# Wind River Mountains (Pic Heavy)



## Comrade Duck (Oct 24, 2007)

This last week I spent 5 days backpacking alongside my Dad in the Wind River Mountains. Backpacking with him growing up was a yearly thing that we did, so the fact that we went wasn't out of the ordinary except that he will be turning 75 this fall and isn't sure how many more trips he has left in him.

We had a great time and I really enjoyed his company as well as the company of a good friend who tagged along with us.
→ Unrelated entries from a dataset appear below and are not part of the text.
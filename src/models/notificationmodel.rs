use chrono::{DateTime, Utc};
use serde::{Deserialize, Serialize};
use uuid::Uuid;

#[derive(Debug, Serialize, Deserialize, Clone, Copy, sqlx::Type, PartialEq)]
#[sqlx(type_name = "notification_type", rename_all = "snake_case")]
#[serde(rename_all = "snake_case")]
pub enum NotificationType {
    ProfileVerified,
    ProfileRejected,
    Application,
    NewMessage,
    System,
}

impl NotificationType {
    pub fn to_str(&self) -> &str {
        match self {
            NotificationType::ProfileVerified => "profile_verified",
            NotificationType::ProfileRejected => "profile_rejected",
            NotificationType::Application => "application",
            NotificationType::NewMessage => "new_message",
            NotificationType::System => "system",
        }
    }
}

#[derive(Debug, Serialize, Deserialize, sqlx::FromRow, Clone)]
pub struct Notification {
    pub id: Uuid,
    pub user_id: Uuid,
    pub notification_type: NotificationType,
    pub title: String,
    pub message: String,
    pub related_id: Option<Uuid>,
    pub is_read: bool,
    pub created_at: DateTime<Utc>,
}
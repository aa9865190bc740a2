pub mod application_workflow;
pub mod error;
pub mod notification_service;
pub mod policy;
pub mod verification_workflow;

#[cfg(test)]
mod tests;
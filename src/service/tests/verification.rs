use std::sync::Arc;

use uuid::Uuid;

use super::common::MemoryStore;
use crate::models::{
    notificationmodel::NotificationType,
    profilemodel::ProfileVerificationStatus,
    usermodel::UserRole,
    verificationmodels::VerificationLogStatus,
};
use crate::service::{
    error::ServiceError,
    policy::Actor,
    verification_workflow::{ReviewPolicy, VerificationWorkflow},
};

fn workflow(store: &Arc<MemoryStore>) -> VerificationWorkflow<MemoryStore> {
    VerificationWorkflow::new(store.clone(), ReviewPolicy::default())
}

fn strict_workflow(store: &Arc<MemoryStore>) -> VerificationWorkflow<MemoryStore> {
    VerificationWorkflow::new(
        store.clone(),
        ReviewPolicy {
            require_rejection_comments: true,
        },
    )
}

fn admin(store: &MemoryStore) -> Actor {
    Actor::new(store.seed_user(UserRole::Admin), UserRole::Admin)
}

#[tokio::test]
async fn approving_a_pending_log_updates_log_profile_and_user() {
    let store = MemoryStore::new();
    let (user_id, profile) = store.seed_artisan();
    let log = store.seed_pending_log(user_id);
    let reviewer = admin(&store);

    let approved = workflow(&store)
        .approve(&reviewer, log.id, Some("Documents check out".to_string()))
        .await
        .expect("approval succeeds");

    assert_eq!(approved.status, VerificationLogStatus::Approved);
    assert_eq!(approved.admin_id, Some(reviewer.id));
    assert_eq!(approved.comments.as_deref(), Some("Documents check out"));

    let profile = store.artisan_by_id(profile.id).unwrap();
    assert_eq!(
        profile.verification_status,
        ProfileVerificationStatus::Verified
    );
    assert!(store.user_profile_verified(user_id));

    let notifications = store.notifications_for(user_id);
    assert_eq!(notifications.len(), 1);
    assert_eq!(
        notifications[0].notification_type,
        NotificationType::ProfileVerified
    );
}

#[tokio::test]
async fn approving_an_employer_log_updates_the_employer_profile() {
    let store = MemoryStore::new();
    let (user_id, profile) = store.seed_employer();
    let log = store.seed_pending_log(user_id);

    workflow(&store)
        .approve(&admin(&store), log.id, None)
        .await
        .expect("approval succeeds");

    let profile = store.employer_by_id(profile.id).unwrap();
    assert_eq!(
        profile.verification_status,
        ProfileVerificationStatus::Verified
    );
    assert!(store.user_profile_verified(user_id));
}

#[tokio::test]
async fn non_admins_cannot_review() {
    let store = MemoryStore::new();
    let (user_id, _) = store.seed_artisan();
    let log = store.seed_pending_log(user_id);

    let intruder = Actor::new(user_id, UserRole::Artisan);
    let result = workflow(&store).approve(&intruder, log.id, None).await;

    assert!(matches!(result, Err(ServiceError::UnauthorizedReview(_))));
    assert_eq!(
        store.log_by_id(log.id).unwrap().status,
        VerificationLogStatus::Pending
    );
    assert!(store.notifications_for(user_id).is_empty());
}

#[tokio::test]
async fn reviewing_a_missing_log_is_not_found() {
    let store = MemoryStore::new();
    let result = workflow(&store)
        .approve(&admin(&store), Uuid::new_v4(), None)
        .await;

    assert!(matches!(
        result,
        Err(ServiceError::VerificationLogNotFound(_))
    ));
}

#[tokio::test]
async fn a_second_approval_fails_and_fires_no_second_notification() {
    let store = MemoryStore::new();
    let (user_id, _) = store.seed_artisan();
    let log = store.seed_pending_log(user_id);
    let wf = workflow(&store);

    wf.approve(&admin(&store), log.id, None)
        .await
        .expect("first approval succeeds");

    let second = wf.approve(&admin(&store), log.id, None).await;
    assert!(matches!(
        second,
        Err(ServiceError::InvalidVerificationStatus(
            _,
            VerificationLogStatus::Approved
        ))
    ));

    assert_eq!(store.notifications_for(user_id).len(), 1);
}

#[tokio::test]
async fn rejection_marks_profile_but_leaves_user_flag_unset() {
    let store = MemoryStore::new();
    let (user_id, profile) = store.seed_artisan();
    let log = store.seed_pending_log(user_id);

    let rejected = workflow(&store)
        .reject(
            &admin(&store),
            log.id,
            Some("Trade license has expired".to_string()),
        )
        .await
        .expect("rejection succeeds");

    assert_eq!(rejected.status, VerificationLogStatus::Rejected);

    let profile = store.artisan_by_id(profile.id).unwrap();
    assert_eq!(
        profile.verification_status,
        ProfileVerificationStatus::Rejected
    );
    assert!(!store.user_profile_verified(user_id));

    let notifications = store.notifications_for(user_id);
    assert_eq!(notifications.len(), 1);
    assert_eq!(
        notifications[0].notification_type,
        NotificationType::ProfileRejected
    );
    assert!(notifications[0].message.contains("Trade license has expired"));
}

#[tokio::test]
async fn rejection_comments_policy_is_enforced_when_enabled() {
    let store = MemoryStore::new();
    let (user_id, _) = store.seed_artisan();
    let log = store.seed_pending_log(user_id);
    let reviewer = admin(&store);

    let result = strict_workflow(&store)
        .reject(&reviewer, log.id, Some("   ".to_string()))
        .await;
    assert!(matches!(result, Err(ServiceError::Validation(_))));
    assert_eq!(
        store.log_by_id(log.id).unwrap().status,
        VerificationLogStatus::Pending
    );

    // The default policy accepts a bare rejection.
    workflow(&store)
        .reject(&reviewer, log.id, None)
        .await
        .expect("bare rejection succeeds under the default policy");
}

#[tokio::test]
async fn approval_commits_even_when_notification_dispatch_fails() {
    let store = MemoryStore::new();
    let (user_id, _) = store.seed_artisan();
    let log = store.seed_pending_log(user_id);

    store.set_fail_notifications(true);

    let approved = workflow(&store)
        .approve(&admin(&store), log.id, None)
        .await
        .expect("approval survives a dispatch failure");

    assert_eq!(approved.status, VerificationLogStatus::Approved);
    assert!(store.user_profile_verified(user_id));
    assert!(store.notifications_for(user_id).is_empty());
}

#[tokio::test]
async fn resubmission_opens_a_new_cycle_only_after_rejection() {
    let store = MemoryStore::new();
    let (user_id, _) = store.seed_artisan();
    let log = store.seed_pending_log(user_id);
    let wf = workflow(&store);
    let applicant = Actor::new(user_id, UserRole::Artisan);

    // Blocked while the first cycle is still pending.
    let blocked = wf.resubmit(&applicant).await;
    assert!(matches!(
        blocked,
        Err(ServiceError::InvalidVerificationStatus(
            _,
            VerificationLogStatus::Pending
        ))
    ));

    wf.reject(&admin(&store), log.id, None)
        .await
        .expect("rejection succeeds");

    let fresh = wf.resubmit(&applicant).await.expect("resubmission succeeds");
    assert_eq!(fresh.status, VerificationLogStatus::Pending);
    assert_ne!(fresh.id, log.id);

    // An approved user has nothing to resubmit.
    wf.approve(&admin(&store), fresh.id, None)
        .await
        .expect("approval succeeds");
    let done = wf.resubmit(&applicant).await;
    assert!(matches!(
        done,
        Err(ServiceError::InvalidVerificationStatus(
            _,
            VerificationLogStatus::Approved
        ))
    ));
}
My buddy that came along posts under the name Griff on these forums.

The weather didn't cooperate, the big fish weren't biting, and the trip turned out to cost more than we had planned, but any time you spend the majority of your day in good company catching fish (even small ones) on a fly, that's a pretty good trip in my book.

Hope you enjoy the pics.

Amazing scenery.









All bunched up.



























Me and my side-kick.









Good looking Brookie.




































Doc E. ripping some lips.



























My best fish of the trip.









Griff: Is it going to snow? My answer: Heck no. The Truth:









Trying to dry out.









Griff and a big old Hawg!









A small golden trout that Griff hooked.









A view from camp.









Still going strong.









Screw you guys, I'm going home!









Shane


----------



## RnF (Sep 25, 2007)

Looks like a good trip despite the colder weather. You guys are brave going up there this late in the year :wink:. All though I went up in July and had to deal with night temps of 26 degrees...
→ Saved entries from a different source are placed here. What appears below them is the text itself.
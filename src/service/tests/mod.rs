pub mod common;

mod verification;
use argon2::{
    password_hash::{rand_core::OsRng, PasswordHash, PasswordHasher, PasswordVerifier, SaltString},
    Argon2,
};

use crate::error::ErrorMessage;

const MAX_PASSWORD_LENGTH: usize = 64;

pub fn hash(password: impl Into<String>) -> Result<String, ErrorMessage> {
    let password = password.into();

    if password.is_empty() {
        return Err(ErrorMessage::EmptyPassword);
    }

    if password.len() > MAX_PASSWORD_LENGTH {
        return Err(ErrorMessage::ExceededMaxPasswordLength(MAX_PASSWORD_LENGTH));
    }

    let salt = SaltString::generate(&mut OsRng);
    let hashed_password = Argon2::default()
        .hash_password(password.as_bytes(), &salt)
        .map_err(|_| ErrorMessage::HashingError)?
        .to_string();

    Ok(hashed_password)
}

pub fn compare(password: &str, hashed_password: &str) -> Result<bool, ErrorMessage> {
    if password.is_empty() {
        return Err(ErrorMessage::EmptyPassword);
    }

    if password.len() > MAX_PASSWORD_LENGTH {
        return Err(ErrorMessage::ExceededMaxPasswordLength(MAX_PASSWORD_LENGTH));
    }

    let parsed_hash =
        PasswordHash::new(hashed_password).map_err(|_| ErrorMessage::InvalidHashFormat)?;

    let password_matched = Argon2::default()
        .verify_password(password.as_bytes(), &parsed_hash)
        .is_ok();

    Ok(password_matched)
}

#[cfg(test)]
mod tests {
    use super::*;

    #[test]
    fn hash_and_compare_round_trip() {
        let hashed = hash("correct horse battery").unwrap();
        assert!(compare("correct horse battery", &hashed).unwrap());
        assert!(!compare("wrong password", &hashed).unwrap());
    }

    #[test]
    fn empty_password_is_rejected() {
        assert_eq!(hash(""), Err(ErrorMessage::EmptyPassword));
    }

    #[test]
    fn oversized_password_is_rejected() {
        let long = "x".repeat(MAX_PASSWORD_LENGTH + 1);
        assert_eq!(
            hash(long),
            Err(ErrorMessage::ExceededMaxPasswordLength(MAX_PASSWORD_LENGTH))
        );
    }
}
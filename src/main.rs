mod config;
mod db;
mod dtos;
mod error;
mod handler;
mod middleware;
mod models;
mod routes;
mod service;
mod utils;

use std::sync::Arc;

use axum::http::{
    header::{ACCEPT, AUTHORIZATION, CONTENT_TYPE},
    HeaderValue, Method,
};
use config::Config;
use db::DBClient;
use dotenv::dotenv;
use routes::create_router;
use sqlx::postgres::PgPoolOptions;
use tower_http::cors::{AllowOrigin, CorsLayer};
use tracing_subscriber::filter::LevelFilter;

#[derive(Debug, Clone)]
pub struct AppState {
    pub env: Config,
    pub db_client: DBClient,
}

#[tokio::main]
async fn main() {
    tracing_subscriber::fmt()
        .with_max_level(LevelFilter::DEBUG)
        .init();

    dotenv().ok();

    let config = Config::init();

    let pool = match PgPoolOptions::new()
        .max_connections(10)
        .connect(&config.database_url)
        .await
    {
        Ok(pool) => {
            tracing::info!("Connection to the database is successful!");
            pool
        }
        Err(err) => {
            tracing::error!("Failed to connect to the database: {:?}", err);
            std::process::exit(1);
        }
    };

    if let Err(err) = sqlx::migrate!().run(&pool).await {
        tracing::error!("Failed to run database migrations: {:?}", err);
        std::process::exit(1);
    }

    let allowed_origins = vec![
        "http://localhost:5173".parse::<HeaderValue>().unwrap(),
        "http://localhost:8000".parse::<HeaderValue>().unwrap(),
    ];

    let cors = CorsLayer::new()
        .allow_origin(AllowOrigin::list(allowed_origins))
        .allow_headers([AUTHORIZATION, ACCEPT, CONTENT_TYPE])
        .allow_credentials(true)
        .allow_methods([Method::GET, Method::POST, Method::PUT, Method::DELETE]);

    let db_client = DBClient::new(pool);
    let app_state = AppState {
        env: config.clone(),
        db_client,
    };

    let app = create_router(Arc::new(app_state.clone())).layer(cors.clone());

    tracing::info!("🚀 Server is running on http://localhost:{}", config.port);

    let listener = tokio::net::TcpListener::bind(format!("0.0.0.0:{}", &config.port))
        .await
        .unwrap();

    axum::serve(listener, app).await.unwrap();
}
Thanks for sharing, I am jealous I wasn't there!


----------



## Guns and Flies (Nov 7, 2007)

Sweet pictures, thanks for sharing. Too bad you didn't get into some more fish, beautiful looking area.


----------



## Nor-tah (Dec 16, 2007)

Grat photos! I am jelous. The high country gets cold too fast but I guess it helps us look forward to the next year....


----------



## Nueces (Jul 22, 2008)

Sounds like a blast. The fish are really stack in there. The lab looks like it is having a great time. Awesome photos!


----------



## GRIFF (Sep 22, 2007)

It was a real good time. The scenery was great and the company was even better. It is always good to leave civilization behind and not have to worry about anything but fishing and if a bear is going to ransack camp.
The snow was a picnic compared to having to explain to the wife about how the native americans scalped us for 300 bones each for a 15 mile truck ride and 3/4 mile hike across the reservation.
Later, 
Griff


----------



## stevo1 (Sep 13, 2007)

As I hit the big 55 it is great to see your old man get after it  No other needs but his two feet, if you keep active you can still get 'er done...maybe just a little slower!


----------



## scientificangler (Aug 13, 2008)

Amazing pictures. Sounds like a fun trip.


----------



## Jesse Higgins (Sep 11, 2007)

Nice TR - thanks for sharing! Which trailhead did you start and what areas did you go to? Not looking for hotspots - just general info. . . . :lol:

We had a great trip up there back in July. Found the cutts all bunched up but based on time of year I assume yours were brookies?









We did manage to get into some substantial fish including this one that was a little too much to handle for my brother-in-law:









Thanks for posting!


----------



## Comrade Duck (Oct 24, 2007)

Jesse Higgins said:


> Nice TR - thanks for sharing! Which trailhead did you start and what areas did you go to? Not looking for hotspots - just general info. . . . :lol:
> 
> We had a great trip up there back in July. Found the cutts all bunched up but based on time of year I assume yours were brookies?
> 
> ...


Jesse,

We went in on the north east side. The majority of the fish we caught were brooks. The fishing in the past has usually been better. Maybe it was the time of year.

My brother likes to go into this same place shortly after the ice comes off and does pretty well with the fish. I can't stand the flies and gnats though and prefer late august or september after the first frost. It's a trade off I might have to reconsider.

Shane


----------



## Jesse Higgins (Sep 11, 2007)

You're right about the bugs Shane. Skeeters were off the charts in July. I've never had any experience in the Uintas that could compare with the Wind River's mosquitos. To say the least, they were oppressive! :shock:


----------